The dataset collects data from an Android smartphone positioned in the chest pocket. Accelerometer Data are collected from 22 participants walking in the wild over a predefined path. The dataset is intended for Activity Recognition research purposes. It provides challenges for identification and authentication of people using motion patterns. Sampling frequency of the accelerometer: DELAY_FASTEST with network connections disabled.

Samples total

149331

Dimensionality

4

Features

real

Targets

int, 1-22

Task(s)

classification, clustering

Description

In this article, a novel technique for user’s authentication and verification using gait as a biometric unobtrusive pattern is proposed. The method is based on a two stages pipeline. First, a general activity recognition classifier is personalized for an specific user using a small sample of her/his walking pattern. As a result, the system is much more selective with respect to the new walking pattern. A second stage verifies whether the user is an authorized one or not. This stage is defined as a one-class classification problem. In order to solve this problem, a four-layer architecture is built around the geometric concept of convex hull. This architecture allows to improve robustness to outliers, modeling non-convex shapes, and to take into account temporal coherence information. Two different scenarios are proposed as validation with two different wearable systems. First, a custom high-performance wearable system is built and used in a free environment.
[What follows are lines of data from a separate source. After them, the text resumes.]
impl Assembler {
    pub fn new() -> Assembler {
        Assembler::default()
    }

    pub fn clear(&mut self) {
        self.tokenizer.reset();
        self.symbols.clear();
        self.image.clear();
        self.lines.clear();
        self.io_errors.clear();
        self.lineno = 0;
        self.curr_pc = 0;
        self.next_pc = 0;
        self.last_pc = 0;
        self.image_end = 0;
        self.label = None;
        self.scope.clear();
    }

    pub fn assemble(&mut self, source: &str) {
        self.assemble_lines(source.lines());
    }

    pub fn assemble_lines<I, S>(&mut self, lines: I)
    where
        I: IntoIterator<Item = S>,
        S: AsRef<str>,
    {
        self.clear();
        for line in lines {
            self.assemble_line(line.as_ref());
        }
        self.finish();
    }

    pub fn assemble_file<P: AsRef<Path>>(&mut self, path: P) {
        match fs::read_to_string(path.as_ref()) {
            Ok(source) => self.assemble(&source),
            Err(err) => {
                self.clear();
                let err = Error::from(err);
                warn!("line 0: {}", err);
                self.io_errors.push(err);
            },
        }
    }

    // Assembles the next line of the pass
    pub fn assemble_line(&mut self, source: &str) {
        self.lineno += 1;

        let expanded = token::expand_tabs(source);
        let words = match self.tokenizer.split(&expanded) {
            Some(words) if !words.is_empty() => words,
            _ => return,
        };

        self.curr_pc = self.next_pc;
        self.label = None;
        debug!("line {}: ${:05x} {}", self.lineno, self.curr_pc, expanded.trim_end());

        let code: Vec<Word> = words.iter().filter(|w| w.token != Token::Comment).cloned().collect();
        let mut line = Line {
            lineno: self.lineno,
            source: source.to_string(),
            words,
            ..Line::default()
        };

        match self.dispatch(&code) {
            Ok(output) => self.commit(&mut line, output),
            Err(err) => {
                warn!("line {}: {}", self.lineno, err);
                line.errors.push(err);
            },
        }

        // ORG and friends move the pc of their own line
        line.pc = self.curr_pc;
        self.last_pc = self.last_pc.max(self.next_pc);
        self.lines.insert(self.lineno, line);
    }

    fn finish(&mut self) {
        for sym in self.symbols.undefined() {
            debug!("undefined symbol '{}' used in lines {:?}", sym.name(), sym.references());
        }
        debug!(
            "{} lines, {} symbols, last pc ${:05x}, {} errors",
            self.lineno,
            self.symbols.len(),
            self.last_pc,
            self.error_count()
        );

        #[cfg(feature = "debug")]
        {
            // Whole listing of the pass
            for line in self.listing().lines() {
                debug!("{}", line);
            }
        }
    }

    fn dispatch(&mut self, words: &[Word]) -> Result<Output> {
        let mut rest = words;

        if let Some((first, tail)) = rest.split_first() {
            if first.token.is_plain() {
                self.define_label(&first.text)?;
                rest = tail;
            }
        }

        let mut cond = COND_ALWAYS;
        let mut cond_word = None;
        if let Some((first, tail)) = rest.split_first() {
            if let Token::Cond(code) = first.token {
                cond = code;
                cond_word = Some(first);
                rest = tail;
                if let Some(next) = rest.first() {
                    if let Token::Cond(_) = next.token {
                        return Err(Error::MultipleConditionals(next.text.clone()));
                    }
                }
            }
        }

        let (first, tail) = match rest.split_first() {
            Some(split) => split,
            None => return Ok(Output::None),
        };

        if let (Some(word), Token::Directive(_) | Token::Assign) = (cond_word, first.token) {
            return Err(Error::ConditionalDirective(word.text.clone()));
        }

        match first.token {
            Token::Inst(enc) => {
                let encoded = encoder::encode(&first.text, enc, cond, tail, &mut self.context())?;
                trace!("line {}: {} => {:08x?}", self.lineno, first.text, encoded.longs());
                Ok(Output::Opcode(encoded))
            },
            Token::Directive(directive) => self.directive(directive, tail),
            Token::Assign => self.assign(tail),
            Token::Modcz(_) => Err(Error::ModczParam(first.text.clone())),
            Token::Plain if self.is_constant(&first.text) => {
                Err(Error::ConstantAsInstruction(first.text.clone()))
            },
            _ => Err(Error::NotAnInstruction(first.text.clone())),
        }
    }

    fn context(&mut self) -> Context<'_> {
        Context { symbols: &mut self.symbols, scope: &self.scope, line: self.lineno, pc: self.curr_pc }
    }

    fn is_constant(&self, name: &str) -> bool {
        let name = symbol::scoped(&self.scope, name);
        self.symbols.get(&name).map_or(false, |s| s.is_defined())
    }

    // '.name' labels are filed under the last global label
    fn define_label(&mut self, name: &str) -> Result<()> {
        let starts_ok = name.chars().next().map_or(false, |c| c.is_alphabetic() || c == '_' || c == '.');
        if !starts_ok {
            return Err(Error::NotAnInstruction(name.to_string()));
        }

        let local = name.starts_with('.');
        let name = symbol::scoped(&self.scope, name);
        if !local {
            self.scope = name.clone();
        }

        if !self.symbols.define(&name, Atom::Addr(self.curr_pc), self.lineno) {
            let sym = self.symbols.lookup(&name);
            return Err(Error::Redefinition {
                name,
                line: sym.definition().unwrap_or(0),
                value: sym.value().to_u64(),
            });
        }
        trace!("line {}: {} = ${:05x}", self.lineno, name, self.curr_pc);
        self.label = Some(name);
        Ok(())
    }

    fn relabel(&mut self, value: Atom) {
        if let Some(name) = &self.label {
            trace!("line {}: {} = {}", self.lineno, name, value);
            self.symbols.set_value(name, value);
        }
    }

    fn assign(&mut self, words: &[Word]) -> Result<Output> {
        if self.label.is_none() {
            return Err(Error::MissingOperand("symbol name"));
        }
        let value = encoder::assignment(words, &mut self.context())?;

        let atom = if value > u32::MAX as u64 { Atom::Quad(value) } else { Atom::Long(value as u32) };
        self.relabel(atom);
        Ok(Output::None)
    }

    fn argument(&mut self, words: &[Word]) -> Result<Option<u64>> {
        encoder::argument(words, &mut self.context())
    }

    fn directive(&mut self, directive: Directive, words: &[Word]) -> Result<Output> {
        match directive {
            Directive::Byte => self.data_items(1, words),
            Directive::Word => self.data_items(2, words),
            Directive::Long => self.data_items(4, words),

            Directive::Res => {
                let count = self.argument(words)?.unwrap_or(1);
                let pc = self.curr_pc as u64;
                let end = if pc < HUB_ADDR0 as u64 {
                    pc.saturating_add(count)
                } else {
                    pc.saturating_add(count.saturating_mul(4))
                };
                if end > MEM_SIZE as u64 {
                    return Err(Error::HubExceeded(MEM_SIZE as u64));
                }
                self.next_pc = end as u32;
                Ok(Output::None)
            },

            Directive::Fit => {
                let limit = self.argument(words)?.unwrap_or(HUB_ADDR0 as u64);
                if self.curr_pc as u64 > limit {
                    return Err(Error::FitExceeded { limit, org: self.curr_pc as u64 });
                }
                Ok(Output::None)
            },

            Directive::Org => {
                let org = self.argument(words)?.unwrap_or(0);
                if org >= HUB_ADDR0 as u64 {
                    return Err(Error::OriginExceeded(org));
                }
                self.origin(org as u32);
                Ok(Output::None)
            },

            Directive::Orgh => {
                let org = self.argument(words)?.unwrap_or(HUB_ADDR0 as u64);
                if org >= MEM_SIZE as u64 {
                    return Err(Error::HubExceeded(MEM_SIZE as u64));
                }
                self.origin(org as u32);
                Ok(Output::None)
            },

            Directive::Orgf => {
                let fill = self.argument(words)?.ok_or(Error::MissingOperand("fill address"))?;
                if fill >= HUB_ADDR0 as u64 || self.curr_pc >= HUB_ADDR0 {
                    return Err(Error::OriginExceeded(fill));
                }
                let pc = self.curr_pc as u64;
                if fill < pc {
                    return Err(Error::FitExceeded { limit: fill, org: pc });
                }
                Ok(Output::Data(vec![0; ((fill - pc) * 4) as usize]))
            },

            Directive::Alignw | Directive::Alignl => {
                if let Some(extra) = words.first() {
                    return Err(Error::ExtraParameters(extra.text.clone()));
                }
                if self.curr_pc < HUB_ADDR0 {
                    return Ok(Output::None);
                }
                let align = if directive == Directive::Alignw { 2 } else { 4 };
                let pad = (align - self.curr_pc % align) % align;
                Ok(Output::Data(vec![0; pad as usize]))
            },
        }
    }

    fn data_items(&mut self, size: usize, words: &[Word]) -> Result<Output> {
        let bytes = encoder::data(size, words, &mut self.context())?;
        Ok(Output::Data(bytes))
    }

    // ORG/ORGH move the pc of this line and rebind its label
    fn origin(&mut self, org: u32) {
        self.curr_pc = org;
        self.next_pc = org;
        self.relabel(Atom::Addr(org));
    }

    fn commit(&mut self, line: &mut Line, output: Output) {
        let addr = image::byte_addr(self.curr_pc);
        match output {
            Output::None => {},
            Output::Opcode(encoded) => {
                let mut pc = self.curr_pc;
                for long in encoded.longs() {
                    self.store_long(image::byte_addr(pc), long);
                    pc = image::step(pc, 4);
                }
                self.next_pc = pc;
                line.prefix = encoded.augd.into_iter().chain(encoded.augs).collect();
                line.opcode = Some(encoded.word);
            },
            Output::Data(bytes) => {
                self.store(addr, &bytes);
                self.next_pc = image::step(self.curr_pc, bytes.len() as u32);
                line.data = bytes;
            },
        }
    }

    fn store_long(&mut self, addr: usize, long: u32) {
        if self.image.write_long(addr, long) {
            self.image_end = self.image_end.max(addr + 4);
        } else {
            debug!("line {}: ${:05x} is outside the image, dropped", self.lineno, addr);
        }
    }

    fn store(&mut self, addr: usize, bytes: &[u8]) {
        if bytes.is_empty() {
            return;
        }
        if self.image.write_bytes(addr, bytes) {
            self.image_end = self.image_end.max(addr + bytes.len());
        } else {
            debug!("line {}: ${:05x} is outside the image, dropped", self.lineno, addr);
        }
    }

    pub fn line(&self, lineno: usize) -> Option<&Line> {
        self.lines.get(&lineno)
    }

    pub fn lines(&self) -> impl Iterator<Item = &Line> {
        self.lines.values()
    }

    pub fn pc(&self, lineno: usize) -> Option<u32> {
        self.line(lineno).map(|l| l.pc)
    }

    pub fn opcode(&self, lineno: usize) -> Option<u32> {
        self.line(lineno).and_then(|l| l.opcode)
    }

    pub fn data(&self, lineno: usize) -> &[u8] {
        self.line(lineno).map(|l| l.data.as_slice()).unwrap_or(&[])
    }

    pub fn words(&self, lineno: usize) -> &[Word] {
        self.line(lineno).map(|l| l.words.as_slice()).unwrap_or(&[])
    }

    // Line 0 holds the errors of loading the source
    pub fn errors(&self, lineno: usize) -> &[Error] {
        if lineno == 0 {
            return &self.io_errors;
        }
        self.line(lineno).map(|l| l.errors.as_slice()).unwrap_or(&[])
    }

    // (line, error) pairs in line order
    pub fn diagnostics(&self) -> Vec<(usize, &Error)> {
        let io = self.io_errors.iter().map(|e| (0, e));
        let lines = self.lines.values().flat_map(|l| l.errors.iter().map(move |e| (l.lineno, e)));
        io.chain(lines).collect()
    }

    pub fn error_count(&self) -> usize {
        self.io_errors.len() + self.lines.values().map(|l| l.errors.len()).sum::<usize>()
    }

    pub fn references(&self, lineno: usize) -> Vec<&Symbol> {
        self.symbols.references_in(lineno)
    }

    pub fn image(&self) -> &Image {
        &self.image
    }

    // Image bytes up to the last committed byte
    pub fn binary(&self) -> &[u8] {
        &self.image.as_bytes()[..self.image_end]
    }

    pub fn symbols(&self) -> &SymbolTable {
        &self.symbols
    }

    pub fn last_pc(&self) -> u32 {
        self.last_pc
    }

    // One row per line: number, pc, word or first data bytes, source. AUG prefixes get
    // a row of their own ahead of it, errors follow the line.
    pub fn listing(&self) -> String {
        let mut out = String::new();

        for line in self.lines.values() {
            let mut pc = line.pc;
            for long in &line.prefix {
                let _ = writeln!(out, "{:5} {:05x} {:08x}", line.lineno, pc, long);
                pc = image::step(pc, 4);
            }
            let code = match line.opcode {
                Some(word) => format!("{:08x}", word),
                None => {
                    let mut hex: String = line.data.iter().take(4).map(|b| format!("{:02x}", b)).collect();
                    if line.data.len() > 4 {
                        hex.push('+');
                    }
                    hex
                },
            };
            let _ = writeln!(out, "{:5} {:05x} {:<9} {}", line.lineno, pc, code, line.source);
            for err in &line.errors {
                let _ = writeln!(out, "      *** {}", err);
            }
        }
        out
    }
}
A second dataset is acquired from an Android-based commercial device in a ‘wild’ scenario with rough terrains, adversarial conditions, crowded places and obstacles. Results on both systems and datasets are very promising, reducing the verification error rates by an order of magnitude with respect to the state-of-the-art technologies.

Citation

Downloaded from the UCI Machine Learning Repository on August 23, 2018.

Casale, Pierluigi, Oriol Pujol, and Petia Radeva. “Personalization and user verification in wearable systems using biometric walking patterns.” Personal and Ubiquitous Computing 16.5 (2012): 563-580.

Loader

yellowbrick.datasets.loaders.load_walking(data_home=None, return_dataset=False)[source]

Loads the walking activity dataset that is weill suited to clustering and multi-label classification tasks. The dataset contains multi-variate time series data with 149,332 real valued measurements across 22 unique walkers.

The Yellowbrick datasets are hosted online and when requested, the dataset is downloaded to your local computer for use. Note that if the dataset hasn’t been downloaded before, an Internet connection is required. However, if the data is cached locally, no data will be downloaded. Yellowbrick checks the known signature of the dataset with the data downloaded to ensure the download completes successfully.

Datasets are stored alongside the code, but the location can be specified with the data_home parameter or the $YELLOWBRICK_DATA envvar.

Parameters
data_homestr, optional

The path on disk where data is stored. If not passed in, it is looked up from $YELLOWBRICK_DATA or the default returned by get_data_home.

return_datasetbool, default=False

Return the raw dataset object instead of X and y numpy arrays to get access to alternative targets, extra features, content and meta.

Returns
Xarray-like with shape (n_instances, n_features) if return_dataset=False

A pandas DataFrame or numpy array describing the instance features.

yarray-like with shape (n_instances,) if return_dataset=False

A pandas Series or numpy array describing the target vector.

datasetDataset instance if return_dataset=True

The Yellowbrick Dataset object provides an interface to accessing the data in a variety of formats as well as associated metadata and content.